But, there is a very unfortunate blemish, litter. Bottles, cans, fast food containers, discarded household goods—the list seems endless. Litter is a fact of life. Living with it shouldn’t be.

Warnings and fines and admonitions seem to make little difference. Talbot County law, for example, states: “It shall be the duty of every person as owner, occupant, lessee or agent in charge of land lying within the unincorporated areas of the County, …………, not to allow litter to be deposited or to accumulate, either temporarily or permanently, on such lands…………….” And we have all seen those signs that promise $1,000 fines for anybody caught littering. If law enforcement regularly penalizes either litterers or those that allow it to accumulate on their rights-of-way I am unaware of it.

Recently I became aware of actions in a county not too far from ours. Harford County has an active local program including Adopt-a-Road. Its web site claims that the Adopt-a-Road initiative has accomplished the following: “Total Signed Contracts: 145; Road Miles Serviced: 800; Pounds of Solid Waste Collected: 72,575; Pounds of Recyclables Collected: 18,600 pounds.” There is a State program called Adopt-a-Highway that includes Talbot and Kent counties (a few signs are evident) but when I asked about local government involvement in Talbot I was told there was none.

Many of us have been involved in pickup litter efforts. I am always amazed at how much is picked up and how quickly litter begins to show up along those same rights-of-way. Can you imagine our museums with their exhibits of the images we value allowing litter to despoil the galleries?

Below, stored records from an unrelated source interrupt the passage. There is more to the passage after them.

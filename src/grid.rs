use rand::Rng;
use rustc_hash::FxHashSet;
use serde::Serialize;
use std::fmt;
use std::str::FromStr;

use crate::error::ConfigError;

#[derive(Debug, Clone, Copy, PartialEq, Eq, PartialOrd, Ord, Hash, Serialize)]
pub struct Position {
    pub row: usize,
    pub col: usize,
}

impl Position {
    pub const fn new(row: usize, col: usize) -> Self {
        Position { row, col }
    }

    /// Number of king moves between two cells.
    pub fn chebyshev_distance(&self, other: &Position) -> usize {
        self.row.abs_diff(other.row).max(self.col.abs_diff(other.col))
    }

    pub fn is_diagonal_to(&self, other: &Position) -> bool {
        self.row != other.row && self.col != other.col
    }

    fn offset(&self, dr: isize, dc: isize) -> (isize, isize) {
        (self.row as isize + dr, self.col as isize + dc)
    }
}

impl fmt::Display for Position {
    fn fmt(&self, f: &mut fmt::Formatter<'_>) -> fmt::Result {
        write!(f, "({}, {})", self.row, self.col)
    }
}

impl FromStr for Position {
    type Err = ConfigError;

    /// Parses `row,col`.
    fn from_str(s: &str) -> Result<Self, Self::Err> {
        let invalid = || ConfigError::InvalidPosition(s.to_string());
        let (row, col) = s.split_once(',').ok_or_else(invalid)?;
        let row = row.trim().parse().map_err(|_| invalid())?;
        let col = col.trim().parse().map_err(|_| invalid())?;
        Ok(Position { row, col })
    }
}

/// Which moves a cell offers, always enumerated clockwise starting Up.
#[derive(Debug, Clone, Copy, PartialEq, Eq, Default, Serialize)]
#[serde(rename_all = "lowercase")]
pub enum Neighborhood {
    /// All eight king moves.
    #[default]
    Eight,
    /// Up, Up-Right, Right, Down, Down-Left, Left.
    Six,
}

const EIGHT_WAY: [(isize, isize); 8] = [
    (-1, 0),  // Up
    (-1, 1),  // Up-Right
    (0, 1),   // Right
    (1, 1),   // Down-Right
    (1, 0),   // Down
    (1, -1),  // Down-Left
    (0, -1),  // Left
    (-1, -1), // Up-Left
];

const SIX_WAY: [(isize, isize); 6] = [(-1, 0), (-1, 1), (0, 1), (1, 0), (1, -1), (0, -1)];

impl Neighborhood {
    pub fn directions(&self) -> &'static [(isize, isize)] {
        match self {
            Neighborhood::Eight => &EIGHT_WAY,
            Neighborhood::Six => &SIX_WAY,
        }
    }
}

impl FromStr for Neighborhood {
    type Err = ConfigError;

    fn from_str(s: &str) -> Result<Self, Self::Err> {
        match s.to_ascii_lowercase().as_str() {
            "eight" | "8" => Ok(Neighborhood::Eight),
            "six" | "6" => Ok(Neighborhood::Six),
            _ => Err(ConfigError::UnknownNeighborhood(s.to_string())),
        }
    }
}

/// The searchable world: fixed dimensions, endpoints and the obstacle set.
///
/// Start and target are never obstacles. Setting either one clears an
/// obstacle on that cell, and adding an obstacle on either is ignored.
#[derive(Debug, Clone)]
pub struct GridEnvironment {
    rows: usize,
    cols: usize,
    start: Option<Position>,
    target: Option<Position>,
    pub(crate) obstacles: FxHashSet<Position>,
    /// Obstacles that appeared during a search, a subset of `obstacles`.
    pub(crate) dynamic: FxHashSet<Position>,
    neighborhood: Neighborhood,
}

impl GridEnvironment {
    pub fn new(rows: usize, cols: usize) -> Result<Self, ConfigError> {
        if rows == 0 || cols == 0 {
            return Err(ConfigError::InvalidDimensions { rows, cols });
        }
        Ok(GridEnvironment {
            rows,
            cols,
            start: None,
            target: None,
            obstacles: FxHashSet::default(),
            dynamic: FxHashSet::default(),
            neighborhood: Neighborhood::default(),
        })
    }

    pub fn with_neighborhood(mut self, neighborhood: Neighborhood) -> Self {
        self.neighborhood = neighborhood;
        self
    }

    /// Random layout: start in the top-left quadrant, target in the
    /// bottom-right one, and up to `num_walls` walls that never cover either.
    pub fn random<R: Rng>(
        rows: usize,
        cols: usize,
        num_walls: usize,
        rng: &mut R,
    ) -> Result<Self, ConfigError> {
        let mut env = GridEnvironment::new(rows, cols)?;

        let start = Position::new(
            rng.gen_range(0..(rows / 2).max(1)),
            rng.gen_range(0..(cols / 2).max(1)),
        );
        let target = Position::new(rng.gen_range(rows / 2..rows), rng.gen_range(cols / 2..cols));
        env.set_start(start)?;
        env.set_target(target)?;

        let mut walls_placed = 0;
        let mut attempts = 0;
        while walls_placed < num_walls && attempts < num_walls * 3 {
            let pos = Position::new(rng.gen_range(0..rows), rng.gen_range(0..cols));
            if env.add_obstacle(pos)? {
                walls_placed += 1;
            }
            attempts += 1;
        }

        Ok(env)
    }

    pub fn rows(&self) -> usize {
        self.rows
    }

    pub fn cols(&self) -> usize {
        self.cols
    }

    pub fn start(&self) -> Option<Position> {
        self.start
    }

    pub fn target(&self) -> Option<Position> {
        self.target
    }

    pub fn neighborhood(&self) -> Neighborhood {
        self.neighborhood
    }

    pub fn is_valid(&self, row: isize, col: isize) -> bool {
        row >= 0 && col >= 0 && (row as usize) < self.rows && (col as usize) < self.cols
    }

    pub fn contains(&self, pos: Position) -> bool {
        pos.row < self.rows && pos.col < self.cols
    }

    pub fn is_obstacle(&self, pos: Position) -> bool {
        self.obstacles.contains(&pos)
    }

    pub fn is_dynamic_obstacle(&self, pos: Position) -> bool {
        self.dynamic.contains(&pos)
    }

    pub fn is_endpoint(&self, pos: Position) -> bool {
        self.start == Some(pos) || self.target == Some(pos)
    }

    pub fn set_start(&mut self, pos: Position) -> Result<(), ConfigError> {
        self.check_bounds(pos)?;
        self.clear_cell(pos);
        self.start = Some(pos);
        Ok(())
    }

    pub fn set_target(&mut self, pos: Position) -> Result<(), ConfigError> {
        self.check_bounds(pos)?;
        self.clear_cell(pos);
        self.target = Some(pos);
        Ok(())
    }

    /// Returns whether the obstacle was newly placed. Endpoints are skipped.
    pub fn add_obstacle(&mut self, pos: Position) -> Result<bool, ConfigError> {
        self.check_bounds(pos)?;
        if self.is_endpoint(pos) {
            return Ok(false);
        }
        Ok(self.obstacles.insert(pos))
    }

    pub fn remove_obstacle(&mut self, pos: Position) -> bool {
        self.dynamic.remove(&pos);
        self.obstacles.remove(&pos)
    }

    pub fn obstacles(&self) -> impl Iterator<Item = Position> + '_ {
        self.obstacles.iter().copied()
    }

    pub fn obstacle_count(&self) -> usize {
        self.obstacles.len()
    }

    pub fn dynamic_obstacles(&self) -> impl Iterator<Item = Position> + '_ {
        self.dynamic.iter().copied()
    }

    /// Drops every obstacle, static or dynamic. Endpoints are kept.
    pub fn clear_obstacles(&mut self) {
        self.obstacles.clear();
        self.dynamic.clear();
    }

    /// Removes only the obstacles spawned during earlier searches.
    pub fn clear_dynamic_obstacles(&mut self) {
        for pos in self.dynamic.drain() {
            self.obstacles.remove(&pos);
        }
    }

    /// Passable cells adjacent to `pos`, clockwise from Up.
    ///
    /// A diagonal move is only offered when both orthogonal cells it cuts
    /// across are free, so the search never squeezes between two walls that
    /// touch at a corner.
    pub fn get_neighbors(&self, pos: Position) -> Vec<Position> {
        let mut neighbors = Vec::with_capacity(8);

        for &(dr, dc) in self.neighborhood.directions() {
            let (nr, nc) = pos.offset(dr, dc);
            if !self.is_valid(nr, nc) {
                continue;
            }
            let next = Position::new(nr as usize, nc as usize);
            if self.is_obstacle(next) {
                continue;
            }
            if dr != 0 && dc != 0 {
                let vertical = Position::new(nr as usize, pos.col);
                let horizontal = Position::new(pos.row, nc as usize);
                if self.is_obstacle(vertical) || self.is_obstacle(horizontal) {
                    continue;
                }
            }
            neighbors.push(next);
        }
        neighbors
    }

    fn clear_cell(&mut self, pos: Position) {
        self.obstacles.remove(&pos);
        self.dynamic.remove(&pos);
    }

    fn check_bounds(&self, pos: Position) -> Result<(), ConfigError> {
        if self.contains(pos) {
            Ok(())
        } else {
            Err(ConfigError::OutOfBounds {
                position: pos,
                rows: self.rows,
                cols: self.cols,
            })
        }
    }
}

And I am convinced litter begets litter. Threatening signs don’t seem to curb littering—what about clear evidence that our neighbors value the natural beauty that has drawn many of us to the Eastern Shore. I think it would have persuasive effect.

As 2019 begins and a new county council and commissioners take office in Kent and Talbot County, please add an active litter program to the priorities. I feel confident that a mix of public and private initiative can allow natural beauty the showcase it has chosen.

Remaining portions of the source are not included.